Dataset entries
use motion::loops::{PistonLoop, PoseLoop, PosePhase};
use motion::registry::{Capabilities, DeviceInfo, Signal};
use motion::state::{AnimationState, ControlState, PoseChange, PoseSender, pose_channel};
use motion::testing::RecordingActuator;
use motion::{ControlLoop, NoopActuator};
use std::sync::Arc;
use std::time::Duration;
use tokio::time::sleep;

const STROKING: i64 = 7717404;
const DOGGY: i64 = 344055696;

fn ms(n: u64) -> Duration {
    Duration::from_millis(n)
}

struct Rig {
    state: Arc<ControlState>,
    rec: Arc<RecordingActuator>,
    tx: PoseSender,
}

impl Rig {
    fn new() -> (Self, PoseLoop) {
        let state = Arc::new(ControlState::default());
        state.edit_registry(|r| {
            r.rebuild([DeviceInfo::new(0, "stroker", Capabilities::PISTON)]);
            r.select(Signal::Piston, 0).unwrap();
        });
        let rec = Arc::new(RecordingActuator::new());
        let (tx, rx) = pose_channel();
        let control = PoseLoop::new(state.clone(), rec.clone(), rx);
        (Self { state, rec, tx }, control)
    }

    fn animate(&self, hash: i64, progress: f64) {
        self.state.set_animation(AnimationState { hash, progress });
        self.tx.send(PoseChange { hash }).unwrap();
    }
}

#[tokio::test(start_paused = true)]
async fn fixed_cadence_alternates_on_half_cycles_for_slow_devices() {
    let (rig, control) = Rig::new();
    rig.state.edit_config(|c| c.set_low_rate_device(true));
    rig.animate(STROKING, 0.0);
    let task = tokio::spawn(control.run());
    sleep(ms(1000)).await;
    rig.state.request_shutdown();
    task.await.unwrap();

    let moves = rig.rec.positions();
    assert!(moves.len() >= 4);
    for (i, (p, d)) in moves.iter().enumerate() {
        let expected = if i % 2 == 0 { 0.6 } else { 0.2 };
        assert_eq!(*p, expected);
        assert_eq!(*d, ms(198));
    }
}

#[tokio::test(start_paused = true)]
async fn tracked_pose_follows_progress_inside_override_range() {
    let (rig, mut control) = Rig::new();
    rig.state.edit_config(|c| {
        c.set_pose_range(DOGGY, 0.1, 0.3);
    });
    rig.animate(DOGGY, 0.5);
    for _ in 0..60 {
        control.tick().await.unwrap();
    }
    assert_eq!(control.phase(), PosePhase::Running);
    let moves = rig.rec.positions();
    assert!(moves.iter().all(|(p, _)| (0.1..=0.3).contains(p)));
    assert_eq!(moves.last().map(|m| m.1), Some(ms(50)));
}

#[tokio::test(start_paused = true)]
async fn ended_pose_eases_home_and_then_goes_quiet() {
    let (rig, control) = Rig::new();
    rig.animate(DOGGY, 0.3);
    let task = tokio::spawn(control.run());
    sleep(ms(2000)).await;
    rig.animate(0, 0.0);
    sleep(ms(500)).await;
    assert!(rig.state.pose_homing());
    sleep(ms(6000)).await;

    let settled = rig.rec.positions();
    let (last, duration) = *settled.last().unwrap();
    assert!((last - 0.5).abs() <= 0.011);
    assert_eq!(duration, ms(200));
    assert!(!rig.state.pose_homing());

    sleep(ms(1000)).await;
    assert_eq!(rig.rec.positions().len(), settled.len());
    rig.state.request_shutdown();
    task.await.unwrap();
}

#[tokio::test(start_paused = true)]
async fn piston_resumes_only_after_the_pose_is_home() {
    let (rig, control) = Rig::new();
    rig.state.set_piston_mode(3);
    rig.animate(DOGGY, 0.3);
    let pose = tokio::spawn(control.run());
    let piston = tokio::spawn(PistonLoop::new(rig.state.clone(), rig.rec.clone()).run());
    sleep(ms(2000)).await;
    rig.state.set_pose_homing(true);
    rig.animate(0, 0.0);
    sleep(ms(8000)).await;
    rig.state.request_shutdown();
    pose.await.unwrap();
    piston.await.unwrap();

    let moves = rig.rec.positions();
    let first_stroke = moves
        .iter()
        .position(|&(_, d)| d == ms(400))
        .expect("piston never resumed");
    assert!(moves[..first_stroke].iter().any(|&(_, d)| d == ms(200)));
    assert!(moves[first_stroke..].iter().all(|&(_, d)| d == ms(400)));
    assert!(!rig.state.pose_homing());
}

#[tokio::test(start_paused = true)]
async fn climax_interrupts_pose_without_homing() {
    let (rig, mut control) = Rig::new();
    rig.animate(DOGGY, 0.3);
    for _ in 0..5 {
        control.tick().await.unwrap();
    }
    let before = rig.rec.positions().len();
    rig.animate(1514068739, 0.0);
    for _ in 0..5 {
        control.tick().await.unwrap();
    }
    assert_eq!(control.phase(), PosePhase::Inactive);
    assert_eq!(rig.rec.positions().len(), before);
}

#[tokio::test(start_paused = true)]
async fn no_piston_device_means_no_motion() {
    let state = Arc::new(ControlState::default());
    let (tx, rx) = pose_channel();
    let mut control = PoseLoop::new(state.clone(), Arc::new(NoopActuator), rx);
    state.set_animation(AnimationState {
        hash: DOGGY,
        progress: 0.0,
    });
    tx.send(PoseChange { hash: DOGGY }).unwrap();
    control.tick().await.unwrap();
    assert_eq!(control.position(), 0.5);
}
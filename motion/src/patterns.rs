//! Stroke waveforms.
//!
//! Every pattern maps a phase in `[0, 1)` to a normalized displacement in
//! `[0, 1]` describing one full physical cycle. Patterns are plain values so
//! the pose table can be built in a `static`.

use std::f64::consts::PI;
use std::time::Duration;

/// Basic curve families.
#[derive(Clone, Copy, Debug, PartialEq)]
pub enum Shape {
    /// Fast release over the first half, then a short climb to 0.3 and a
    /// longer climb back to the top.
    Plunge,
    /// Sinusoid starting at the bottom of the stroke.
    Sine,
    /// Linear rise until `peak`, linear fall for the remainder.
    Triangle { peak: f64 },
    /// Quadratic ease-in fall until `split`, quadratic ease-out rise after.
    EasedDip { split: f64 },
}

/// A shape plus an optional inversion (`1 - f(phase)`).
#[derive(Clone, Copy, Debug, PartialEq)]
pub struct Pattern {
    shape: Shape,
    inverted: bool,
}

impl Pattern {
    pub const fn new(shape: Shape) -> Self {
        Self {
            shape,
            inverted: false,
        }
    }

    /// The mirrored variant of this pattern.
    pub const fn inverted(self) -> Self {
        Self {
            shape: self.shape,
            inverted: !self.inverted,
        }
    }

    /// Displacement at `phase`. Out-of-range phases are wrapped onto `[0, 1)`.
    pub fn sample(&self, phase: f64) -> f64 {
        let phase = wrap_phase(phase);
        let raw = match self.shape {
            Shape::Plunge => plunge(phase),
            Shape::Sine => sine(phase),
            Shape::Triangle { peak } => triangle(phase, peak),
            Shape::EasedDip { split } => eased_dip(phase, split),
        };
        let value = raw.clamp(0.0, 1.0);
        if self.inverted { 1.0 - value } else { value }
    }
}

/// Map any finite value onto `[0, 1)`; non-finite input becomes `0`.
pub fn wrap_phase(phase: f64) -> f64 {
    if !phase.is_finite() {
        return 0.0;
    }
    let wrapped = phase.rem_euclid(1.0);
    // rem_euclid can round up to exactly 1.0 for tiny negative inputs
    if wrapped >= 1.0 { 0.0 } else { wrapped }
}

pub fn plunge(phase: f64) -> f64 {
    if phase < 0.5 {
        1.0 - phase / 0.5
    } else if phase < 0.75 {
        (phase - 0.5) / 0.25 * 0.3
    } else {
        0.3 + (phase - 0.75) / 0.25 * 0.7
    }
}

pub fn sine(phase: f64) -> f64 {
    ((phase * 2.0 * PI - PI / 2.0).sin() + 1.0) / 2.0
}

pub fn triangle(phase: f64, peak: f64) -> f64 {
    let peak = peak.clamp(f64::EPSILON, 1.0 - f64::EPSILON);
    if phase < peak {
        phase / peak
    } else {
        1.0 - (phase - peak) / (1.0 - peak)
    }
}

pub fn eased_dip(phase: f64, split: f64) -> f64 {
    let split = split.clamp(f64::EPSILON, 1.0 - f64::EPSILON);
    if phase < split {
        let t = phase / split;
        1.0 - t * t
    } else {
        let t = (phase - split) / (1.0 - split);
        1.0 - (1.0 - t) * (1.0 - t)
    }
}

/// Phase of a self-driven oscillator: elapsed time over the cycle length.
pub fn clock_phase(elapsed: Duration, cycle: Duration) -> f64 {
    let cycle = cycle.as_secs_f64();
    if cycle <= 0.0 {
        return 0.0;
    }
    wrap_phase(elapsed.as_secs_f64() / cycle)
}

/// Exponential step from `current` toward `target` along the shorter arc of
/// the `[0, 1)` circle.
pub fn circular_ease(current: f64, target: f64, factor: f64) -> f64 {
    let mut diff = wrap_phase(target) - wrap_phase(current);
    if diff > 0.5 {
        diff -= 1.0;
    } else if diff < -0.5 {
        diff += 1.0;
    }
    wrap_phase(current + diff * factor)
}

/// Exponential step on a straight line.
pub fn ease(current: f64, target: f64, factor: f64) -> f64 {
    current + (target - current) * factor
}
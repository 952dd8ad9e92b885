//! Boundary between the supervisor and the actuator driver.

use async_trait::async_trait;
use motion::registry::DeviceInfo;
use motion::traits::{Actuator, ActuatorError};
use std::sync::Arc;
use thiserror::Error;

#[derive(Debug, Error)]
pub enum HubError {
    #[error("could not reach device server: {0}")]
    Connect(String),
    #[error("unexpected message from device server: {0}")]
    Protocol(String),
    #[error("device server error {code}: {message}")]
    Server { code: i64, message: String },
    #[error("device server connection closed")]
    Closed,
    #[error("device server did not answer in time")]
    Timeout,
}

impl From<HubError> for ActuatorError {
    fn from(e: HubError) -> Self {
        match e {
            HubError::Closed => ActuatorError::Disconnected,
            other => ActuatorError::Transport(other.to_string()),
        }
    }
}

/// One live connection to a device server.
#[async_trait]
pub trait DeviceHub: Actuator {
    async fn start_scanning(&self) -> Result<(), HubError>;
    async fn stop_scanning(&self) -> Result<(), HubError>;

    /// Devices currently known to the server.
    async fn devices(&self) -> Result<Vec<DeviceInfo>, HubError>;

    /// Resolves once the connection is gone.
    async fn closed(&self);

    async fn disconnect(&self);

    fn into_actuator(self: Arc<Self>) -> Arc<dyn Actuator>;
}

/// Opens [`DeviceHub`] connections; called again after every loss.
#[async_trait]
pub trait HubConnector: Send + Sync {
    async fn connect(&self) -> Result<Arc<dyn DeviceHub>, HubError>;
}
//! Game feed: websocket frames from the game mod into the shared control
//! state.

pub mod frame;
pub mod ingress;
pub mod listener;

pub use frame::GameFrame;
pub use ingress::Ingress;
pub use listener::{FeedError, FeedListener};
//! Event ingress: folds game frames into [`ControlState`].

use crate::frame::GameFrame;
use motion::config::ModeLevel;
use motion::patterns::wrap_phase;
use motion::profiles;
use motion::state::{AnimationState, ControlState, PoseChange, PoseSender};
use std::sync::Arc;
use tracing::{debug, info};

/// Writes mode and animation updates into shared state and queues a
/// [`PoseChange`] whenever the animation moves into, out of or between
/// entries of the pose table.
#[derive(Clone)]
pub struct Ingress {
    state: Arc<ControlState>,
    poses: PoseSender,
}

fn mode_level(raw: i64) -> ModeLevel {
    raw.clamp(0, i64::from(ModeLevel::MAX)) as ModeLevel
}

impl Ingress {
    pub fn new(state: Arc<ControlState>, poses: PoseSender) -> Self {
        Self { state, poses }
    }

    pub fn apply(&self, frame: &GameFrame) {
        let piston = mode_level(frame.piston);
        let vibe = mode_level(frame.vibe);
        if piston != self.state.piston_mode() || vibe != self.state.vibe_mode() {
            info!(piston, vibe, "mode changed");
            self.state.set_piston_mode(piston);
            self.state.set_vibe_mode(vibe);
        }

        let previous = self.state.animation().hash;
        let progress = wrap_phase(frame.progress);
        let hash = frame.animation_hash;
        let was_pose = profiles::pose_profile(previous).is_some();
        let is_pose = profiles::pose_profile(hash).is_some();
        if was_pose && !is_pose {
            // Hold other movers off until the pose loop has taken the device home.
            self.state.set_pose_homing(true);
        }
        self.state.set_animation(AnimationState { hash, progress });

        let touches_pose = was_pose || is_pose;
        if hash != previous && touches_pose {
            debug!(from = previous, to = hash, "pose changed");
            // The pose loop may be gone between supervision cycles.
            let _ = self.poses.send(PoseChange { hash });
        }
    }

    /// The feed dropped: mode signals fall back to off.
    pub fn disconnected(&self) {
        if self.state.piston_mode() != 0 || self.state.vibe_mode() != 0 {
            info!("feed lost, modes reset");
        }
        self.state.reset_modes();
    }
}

Your goal: Gather up, from the records above, each line where the word "back" appears.

Expected output:
    /// longer climb back to the top.
    /// The feed dropped: mode signals fall back to off.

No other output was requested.